Invariably, fixing the criteria for keeping or withdrawal from DPCO was the most difficult task. It was observed that every time the drugs were brought out of the DPCO, there was a hike in the price of medicines coming out of DPCO. This was mainly due to the criteria used by DPCO. The Drug Price Control Order mainly considers the total sale, monopoly and competition in the production and marketing of a particular drug. The concept of essentiality is absolutely misquoted in this context. Any drug, which has sales less than the prescribed amount, would qualify to automatically come out of the purview of DPCO. Many a time the price of drugs under DPCO has been less than that of the ceiling price fixed by DPCO/NPPA. The system of ceiling price is slowly becoming absolute due to market driven price. Thus the role of DPCO is effective only if the producer has monopoly prices over and above the ceiling prices. Thus two forces were acting simultaneously. While the prices of drugs going out of DPCO's control were to go up, the competition driven market has always succeeded to keep the prices of such drugs below that fixed by the DPCO/NPPA. Competition emerged due to the process patent. Furthermore, it is the function of NPPA to keep a watch on the prices of drugs and to fix the ceiling price for new drugs/dosage forms.

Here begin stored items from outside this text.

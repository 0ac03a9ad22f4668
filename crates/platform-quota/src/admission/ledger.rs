use std::collections::HashMap;
use std::sync::Mutex;
use std::time::{Duration, Instant};

use tracing::debug;

use platform_common::resources::ResourceList;

use crate::collector::{MatchedQuotas, QuotaId};

struct Pending {
    hard: ResourceList,
    expires_at: Instant,
}

#[derive(Default)]
struct Entries {
    quotas: HashMap<QuotaId, Pending>,
    ceilings: HashMap<String, Pending>,
}

/// Quota writes admitted but not yet visible in the store
///
/// The webhook answers before the API server persists the object, so a
/// second request decided right after the first would not see it in a live
/// listing. Admitted ResourceQuotas are overlaid on listings and admitted
/// ClusterResourceQuota ceilings tighten the stored ones until the store
/// reflects the same `hard` or the TTL runs out.
pub struct PendingAdmissions {
    ttl: Duration,
    entries: Mutex<Entries>,
}

impl PendingAdmissions {
    /// A ledger whose entries live for at most `ttl`
    pub fn new(ttl: Duration) -> Self {
        Self {
            ttl,
            entries: Mutex::new(Entries::default()),
        }
    }

    /// Remember an admitted ResourceQuota
    pub fn record(&self, id: QuotaId, hard: ResourceList) {
        let expires_at = Instant::now() + self.ttl;
        self.lock().quotas.insert(id, Pending { hard, expires_at });
    }

    /// Remember an admitted ClusterResourceQuota ceiling
    pub fn record_ceiling(&self, name: &str, hard: ResourceList) {
        let expires_at = Instant::now() + self.ttl;
        self.lock()
            .ceilings
            .insert(name.to_string(), Pending { hard, expires_at });
    }

    /// The ceiling to enforce for `name` given what the store holds
    ///
    /// Per resource, the lower of the stored and the admitted ceiling. The
    /// admitted entry is dropped once the store shows it or it expires.
    pub fn effective_ceiling(&self, name: &str, stored: &ResourceList) -> ResourceList {
        let now = Instant::now();
        let mut entries = self.lock();
        let Some(pending) = entries.ceilings.get(name) else {
            return stored.clone();
        };
        if pending.expires_at <= now {
            debug!(cluster_quota = %name, "pending ceiling expired");
            entries.ceilings.remove(name);
            return stored.clone();
        }
        if &pending.hard == stored {
            debug!(cluster_quota = %name, "pending ceiling persisted");
            entries.ceilings.remove(name);
            return stored.clone();
        }
        tightest(stored, &pending.hard)
    }

    /// Drop expired quota entries and those the listing already shows
    pub fn reconcile_with(&self, matched: &MatchedQuotas) {
        let now = Instant::now();
        self.lock().quotas.retain(|id, pending| {
            if pending.expires_at <= now {
                debug!(quota = %id, "pending admission expired");
                return false;
            }
            let persisted = matched
                .records
                .iter()
                .any(|r| &r.id == id && r.hard == pending.hard);
            if persisted {
                debug!(quota = %id, "pending admission persisted");
            }
            !persisted
        });
    }

    /// Live quota entries
    pub fn snapshot(&self) -> Vec<(QuotaId, ResourceList)> {
        let now = Instant::now();
        self.lock()
            .quotas
            .iter()
            .filter(|(_, p)| p.expires_at > now)
            .map(|(id, p)| (id.clone(), p.hard.clone()))
            .collect()
    }

    /// Number of tracked quota entries, expired or not
    pub fn len(&self) -> usize {
        self.lock().quotas.len()
    }

    /// True if no quota entry is tracked
    pub fn is_empty(&self) -> bool {
        self.len() == 0
    }

    fn lock(&self) -> std::sync::MutexGuard<'_, Entries> {
        // Entries are plain data, so a poisoned map is still consistent
        self.entries.lock().unwrap_or_else(|e| e.into_inner())
    }
}

/// Per resource, the smaller limit; a resource capped on one side only keeps that cap
fn tightest(a: &ResourceList, b: &ResourceList) -> ResourceList {
    let mut out = a.clone();
    for (name, limit) in b.iter() {
        if !a.contains(name) || *limit < a.get(name) {
            out.insert(name, *limit);
        }
    }
    out
}
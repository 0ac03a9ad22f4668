//! Webhook error responses

use axum::{
    http::StatusCode,
    response::{IntoResponse, Response},
    Json,
};
use tracing::error;

/// Error type for webhook operations
///
/// Anything that is not a business decision ends up here. Denials are
/// regular admission responses, not errors.
#[derive(Debug, thiserror::Error)]
pub enum WebhookError {
    /// The admission review or the object inside it could not be decoded
    #[error("invalid admission review: {0}")]
    InvalidReview(String),

    /// The request was well formed but cannot be evaluated
    #[error("{0}")]
    BadRequest(String),

    /// A store or internal failure
    #[error("internal error: {0}")]
    Internal(#[from] platform_common::Error),

    /// The ingress annotator failed
    #[error("ingress annotation failed: {0}")]
    Ingress(#[from] platform_ingress::IngressError),

    /// A response patch could not be serialized
    #[error("serialization error: {0}")]
    Serialization(#[from] serde_json::Error),
}

impl WebhookError {
    /// HTTP status returned to the API server
    pub fn status(&self) -> StatusCode {
        match self {
            WebhookError::InvalidReview(_) | WebhookError::BadRequest(_) => StatusCode::BAD_REQUEST,
            WebhookError::Internal(_) | WebhookError::Ingress(_) | WebhookError::Serialization(_) => {
                StatusCode::INTERNAL_SERVER_ERROR
            }
        }
    }
}

impl IntoResponse for WebhookError {
    fn into_response(self) -> Response {
        let status = self.status();
        let message = if status == StatusCode::BAD_REQUEST {
            self.to_string()
        } else {
            // Internal details stay in the log
            error!(error = %self, "webhook request failed");
            "internal error".to_string()
        };

        (status, Json(serde_json::json!({"error": message}))).into_response()
    }
}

DPCO also was finding it increasingly difficult to fix the drug prices due to (a) increasing number of formulations (about 75,000) due to relaxation in the patenting system, and (b) time taken by the authorities to fix a ceiling price for the formulations and the bulk drug being very large, leading to lot of inconvenience in the production pattern of the required drugs. Further the need for DPCO's intervention to control will arise only when the prices are driven by the monopoly and not by the competitive system, which grew due to the process patent system that made India to develop in to technologically advanced country in the field of Bulk drugs. This makes it necessary to have a close look at the Patent system in India.

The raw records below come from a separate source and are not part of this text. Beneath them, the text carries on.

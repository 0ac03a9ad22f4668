//! Exact resource quantities
//!
//! Kubernetes quantities ("500m", "2Gi", "1.5", "3e2") are held as a signed
//! count of nano-units so repeated addition and subtraction never drift.
//! Values finer than one nano-unit are rounded up, the same way the API
//! server canonicalizes them. Arithmetic saturates instead of overflowing.

use std::cmp::Ordering;
use std::fmt;
use std::hash::{Hash, Hasher};
use std::ops::{Add, Neg, Sub};
use std::str::FromStr;

use k8s_openapi::apimachinery::pkg::api::resource::Quantity;

use crate::Error;

const NANOS_PER_UNIT: i128 = 1_000_000_000;

/// Decimal suffixes and their power-of-ten exponent, largest first
const DECIMAL_SUFFIXES: &[(&str, i32)] = &[
    ("E", 18),
    ("P", 15),
    ("T", 12),
    ("G", 9),
    ("M", 6),
    ("k", 3),
    ("", 0),
    ("m", -3),
    ("u", -6),
    ("n", -9),
];

/// Binary suffixes and their power-of-two exponent, largest first
const BINARY_SUFFIXES: &[(&str, u32)] = &[
    ("Ei", 60),
    ("Pi", 50),
    ("Ti", 40),
    ("Gi", 30),
    ("Mi", 20),
    ("Ki", 10),
];

/// How a quantity was written, and therefore how it is rendered back
#[derive(Debug, Clone, Copy, PartialEq, Eq, Default)]
pub enum QuantityFormat {
    /// Power-of-ten suffixes: m, k, M, G...
    #[default]
    DecimalSI,
    /// Power-of-two suffixes: Ki, Mi, Gi...
    BinarySI,
    /// Scientific notation: 1e3, 5E-3
    DecimalExponent,
}

/// A signed, exact resource amount
///
/// Equality, ordering and hashing look only at the numeric value, so
/// `1Gi == 1073741824` and `1 == 1000m`.
#[derive(Debug, Clone, Copy, Default)]
pub struct ResourceQuantity {
    nanos: i128,
    format: QuantityFormat,
}

impl ResourceQuantity {
    /// The zero quantity
    pub const ZERO: ResourceQuantity = ResourceQuantity {
        nanos: 0,
        format: QuantityFormat::DecimalSI,
    };

    /// Parse a quantity attached to a named resource, for error reporting
    pub fn parse_for(resource: &str, value: &str) -> Result<Self, Error> {
        parse(value).map_err(|msg| Error::invalid_quantity(resource, value, msg))
    }

    /// Convert from the Kubernetes wire type
    pub fn from_k8s(resource: &str, quantity: &Quantity) -> Result<Self, Error> {
        Self::parse_for(resource, &quantity.0)
    }

    /// Convert to the Kubernetes wire type using the canonical rendering
    pub fn to_k8s(&self) -> Quantity {
        Quantity(self.to_string())
    }

    /// The value in nano-units
    pub fn as_nanos(&self) -> i128 {
        self.nanos
    }

    /// The rendering format
    pub fn format(&self) -> QuantityFormat {
        self.format
    }

    /// True if the value is exactly zero
    pub fn is_zero(&self) -> bool {
        self.nanos == 0
    }

    /// True if the value is below zero
    pub fn is_negative(&self) -> bool {
        self.nanos < 0
    }

    fn with_nanos(self, other: &Self, nanos: i128) -> Self {
        // A zero left operand adopts the other side's format so that
        // 0 + 2Gi renders as 2Gi rather than 2147483648
        let format = if self.nanos == 0 {
            other.format
        } else {
            self.format
        };
        Self { nanos, format }
    }
}

impl PartialEq for ResourceQuantity {
    fn eq(&self, other: &Self) -> bool {
        self.nanos == other.nanos
    }
}

impl Eq for ResourceQuantity {}

impl Hash for ResourceQuantity {
    fn hash<H: Hasher>(&self, state: &mut H) {
        self.nanos.hash(state);
    }
}

impl PartialOrd for ResourceQuantity {
    fn partial_cmp(&self, other: &Self) -> Option<Ordering> {
        Some(self.cmp(other))
    }
}

impl Ord for ResourceQuantity {
    fn cmp(&self, other: &Self) -> Ordering {
        self.nanos.cmp(&other.nanos)
    }
}

impl Add for ResourceQuantity {
    type Output = ResourceQuantity;

    fn add(self, rhs: Self) -> Self::Output {
        self.with_nanos(&rhs, self.nanos.saturating_add(rhs.nanos))
    }
}

impl Sub for ResourceQuantity {
    type Output = ResourceQuantity;

    fn sub(self, rhs: Self) -> Self::Output {
        self.with_nanos(&rhs, self.nanos.saturating_sub(rhs.nanos))
    }
}

impl Neg for ResourceQuantity {
    type Output = ResourceQuantity;

    fn neg(self) -> Self::Output {
        Self {
            nanos: self.nanos.saturating_neg(),
            format: self.format,
        }
    }
}

impl FromStr for ResourceQuantity {
    type Err = Error;

    fn from_str(s: &str) -> Result<Self, Self::Err> {
        Self::parse_for("quantity", s)
    }
}

impl fmt::Display for ResourceQuantity {
    fn fmt(&self, f: &mut fmt::Formatter<'_>) -> fmt::Result {
        if self.nanos == 0 {
            return f.write_str("0");
        }
        let sign = if self.nanos < 0 { "-" } else { "" };
        let abs = self.nanos.unsigned_abs();

        if self.format == QuantityFormat::BinarySI {
            if let Some((units, suffix)) = binary_repr(abs) {
                return write!(f, "{}{}{}", sign, units, suffix);
            }
        }

        // Largest power of ten (in steps of three) that keeps the mantissa integral
        for &(suffix, exp) in DECIMAL_SUFFIXES {
            let divisor = 10u128.pow((exp + 9) as u32);
            if abs % divisor == 0 {
                let mantissa = abs / divisor;
                return match self.format {
                    QuantityFormat::DecimalExponent if exp != 0 => {
                        write!(f, "{}{}e{}", sign, mantissa, exp)
                    }
                    _ => write!(f, "{}{}{}", sign, mantissa, suffix),
                };
            }
        }
        // Unreachable: every value is a whole number of nano-units
        write!(f, "{}{}n", sign, abs)
    }
}

/// Render a binary quantity, or `None` when it has to fall back to decimal
fn binary_repr(abs_nanos: u128) -> Option<(u128, &'static str)> {
    let nanos = NANOS_PER_UNIT as u128;
    if abs_nanos % nanos != 0 {
        return None;
    }
    let units = abs_nanos / nanos;
    if units < 1024 {
        return None;
    }
    for &(suffix, shift) in BINARY_SUFFIXES {
        let divisor = 1u128 << shift;
        if units % divisor == 0 {
            return Some((units / divisor, suffix));
        }
    }
    Some((units, ""))
}

fn parse(input: &str) -> Result<ResourceQuantity, String> {
    let s = input.trim();
    if s.is_empty() {
        return Err("empty quantity".to_string());
    }

    let (negative, rest) = match s.as_bytes()[0] {
        b'-' => (true, &s[1..]),
        b'+' => (false, &s[1..]),
        _ => (false, s),
    };

    let number_len = rest
        .find(|c: char| !(c.is_ascii_digit() || c == '.'))
        .unwrap_or(rest.len());
    let (number, suffix) = rest.split_at(number_len);

    let (whole, frac) = match number.split_once('.') {
        Some((w, f)) => (w, f),
        None => (number, ""),
    };
    if whole.is_empty() && frac.is_empty() {
        return Err("missing numeric value".to_string());
    }
    if frac.contains('.') {
        return Err("more than one decimal point".to_string());
    }

    let digits = format!("{}{}", whole, frac);
    let digits = digits.trim_start_matches('0');
    let mantissa: u128 = if digits.is_empty() {
        0
    } else {
        digits
            .parse()
            .map_err(|_| "numeric value is too large".to_string())?
    };
    let frac_len = frac.len() as i32;

    let (format, decimal_exp, binary_shift) = parse_suffix(suffix)?;

    // value = mantissa * 10^(decimal_exp - frac_len) * 2^binary_shift, in nano-units
    let scaled = mantissa
        .checked_mul(1u128 << binary_shift)
        .ok_or_else(|| "numeric value is too large".to_string())?;
    let abs = scale_pow10(scaled, decimal_exp - frac_len + 9)?;
    let nanos = i128::try_from(abs).map_err(|_| "numeric value is too large".to_string())?;

    Ok(ResourceQuantity {
        nanos: if negative { -nanos } else { nanos },
        format,
    })
}

fn parse_suffix(suffix: &str) -> Result<(QuantityFormat, i32, u32), String> {
    if let Some(&(_, shift)) = BINARY_SUFFIXES.iter().find(|(s, _)| *s == suffix) {
        return Ok((QuantityFormat::BinarySI, 0, shift));
    }
    if let Some(&(_, exp)) = DECIMAL_SUFFIXES.iter().find(|(s, _)| *s == suffix) {
        return Ok((QuantityFormat::DecimalSI, exp, 0));
    }
    // Bare "E" is exa and was matched above, so e/E followed by more is an exponent
    if let Some(exp) = suffix
        .strip_prefix('e')
        .or_else(|| suffix.strip_prefix('E'))
    {
        let exp: i32 = exp
            .parse()
            .map_err(|_| format!("invalid exponent {:?}", suffix))?;
        return Ok((QuantityFormat::DecimalExponent, exp, 0));
    }
    Err(format!("unknown suffix {:?}", suffix))
}

/// Multiply by 10^exp, or divide rounding up when exp is negative
fn scale_pow10(value: u128, exp: i32) -> Result<u128, String> {
    if value == 0 {
        return Ok(0);
    }
    if exp >= 0 {
        let factor = 10u128
            .checked_pow(exp as u32)
            .ok_or_else(|| "numeric value is too large".to_string())?;
        value
            .checked_mul(factor)
            .ok_or_else(|| "numeric value is too large".to_string())
    } else {
        match 10u128.checked_pow(exp.unsigned_abs()) {
            Some(divisor) => Ok(value.div_ceil(divisor)),
            // Smaller than one nano-unit: rounds up to the smallest step
            None => Ok(1),
        }
    }
}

In such a scenario the WTO and its policies are going to change the scene of market topsy-turvy. The WTO emphasizes on product patent and does not recognize process patent. There may be a very convincing argument for the above rigidity in the policy its impact on a developing country and its intellectual development will be halted for just want of sophisticated technologies, which are too expensive to offer by an innovator from a developing country.
The developing countries, especially India is rich in its human resources. The human resources of India are rated best and are hired by leading economies of the world. This is also a true for the pharmaceutical market. The scientist of India were able to develop a technology to manufacture an anti-AIDS drug, which was so expensive that many developing countries of Asia and Africa would have suffered very dearly for want of medicine and lack of money. It was estimated that AIDS cocktail estimated at 10,000 US$ was brought down to 500 US$ per annum per patient and made the therapy affordable by the patients of the developing countries. The developing countries being poor in infrastructure are also lacking certain important features of the developed countries like health insurance. In an environment of economic insecurity, how the patients could be helped should be the concern of the WTO instead of encouraging solely the intellectual proprietary and economies and rights of an inventor, after all inventor also part and parcel of the universe and might have taken help from so many people in order to develop the technology.